[Saved data entries]
__________
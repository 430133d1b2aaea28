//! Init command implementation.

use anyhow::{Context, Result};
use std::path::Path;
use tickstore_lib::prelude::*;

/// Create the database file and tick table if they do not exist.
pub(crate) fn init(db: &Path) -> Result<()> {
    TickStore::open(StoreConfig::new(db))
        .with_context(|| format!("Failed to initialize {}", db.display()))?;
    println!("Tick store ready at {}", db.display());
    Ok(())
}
__________
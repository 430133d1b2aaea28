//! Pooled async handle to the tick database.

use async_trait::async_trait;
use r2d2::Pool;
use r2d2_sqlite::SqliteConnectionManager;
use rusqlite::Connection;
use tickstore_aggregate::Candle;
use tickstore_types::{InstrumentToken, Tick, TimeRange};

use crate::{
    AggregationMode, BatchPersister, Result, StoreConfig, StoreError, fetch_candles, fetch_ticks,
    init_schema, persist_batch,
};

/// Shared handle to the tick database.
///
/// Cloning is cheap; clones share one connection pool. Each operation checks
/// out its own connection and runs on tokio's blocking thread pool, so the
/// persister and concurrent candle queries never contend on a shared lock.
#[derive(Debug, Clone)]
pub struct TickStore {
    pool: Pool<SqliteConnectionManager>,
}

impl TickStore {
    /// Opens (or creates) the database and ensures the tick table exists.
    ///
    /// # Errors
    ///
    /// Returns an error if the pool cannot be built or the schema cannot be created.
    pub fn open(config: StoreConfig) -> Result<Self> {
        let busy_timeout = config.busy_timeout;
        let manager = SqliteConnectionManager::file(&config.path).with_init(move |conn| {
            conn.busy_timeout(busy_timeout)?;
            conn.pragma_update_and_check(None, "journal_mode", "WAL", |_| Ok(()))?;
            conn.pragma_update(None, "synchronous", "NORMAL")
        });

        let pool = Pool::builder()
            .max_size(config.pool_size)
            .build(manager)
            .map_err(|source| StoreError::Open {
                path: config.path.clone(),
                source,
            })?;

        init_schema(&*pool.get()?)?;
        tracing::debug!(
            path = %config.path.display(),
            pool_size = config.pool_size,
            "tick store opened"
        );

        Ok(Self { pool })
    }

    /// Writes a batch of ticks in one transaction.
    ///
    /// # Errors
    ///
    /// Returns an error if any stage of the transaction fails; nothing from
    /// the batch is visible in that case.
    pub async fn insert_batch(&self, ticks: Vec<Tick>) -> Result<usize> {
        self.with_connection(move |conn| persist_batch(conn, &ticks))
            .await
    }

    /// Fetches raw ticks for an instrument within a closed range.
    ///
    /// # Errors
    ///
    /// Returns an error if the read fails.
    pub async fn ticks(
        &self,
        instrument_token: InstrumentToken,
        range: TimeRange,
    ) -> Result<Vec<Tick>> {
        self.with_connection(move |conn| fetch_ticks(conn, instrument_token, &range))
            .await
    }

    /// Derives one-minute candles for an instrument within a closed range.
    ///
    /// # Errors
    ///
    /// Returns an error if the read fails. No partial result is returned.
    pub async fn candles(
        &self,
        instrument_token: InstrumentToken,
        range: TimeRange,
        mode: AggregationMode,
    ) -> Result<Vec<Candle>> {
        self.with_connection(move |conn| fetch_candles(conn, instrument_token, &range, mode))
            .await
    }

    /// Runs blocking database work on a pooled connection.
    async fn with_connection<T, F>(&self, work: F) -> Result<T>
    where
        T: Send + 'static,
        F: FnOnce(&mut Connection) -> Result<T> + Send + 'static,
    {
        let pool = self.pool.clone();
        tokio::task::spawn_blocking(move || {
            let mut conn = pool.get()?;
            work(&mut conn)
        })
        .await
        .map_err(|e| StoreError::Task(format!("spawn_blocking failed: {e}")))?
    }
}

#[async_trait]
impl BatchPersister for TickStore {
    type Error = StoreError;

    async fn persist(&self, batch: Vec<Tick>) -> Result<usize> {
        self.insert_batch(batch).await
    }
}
__________
--- Task goal ---
Please show every line of the entries above that contains the word "static".

--- Answer section ---
        T: Send + 'static,
        F: FnOnce(&mut Connection) -> Result<T> + Send + 'static,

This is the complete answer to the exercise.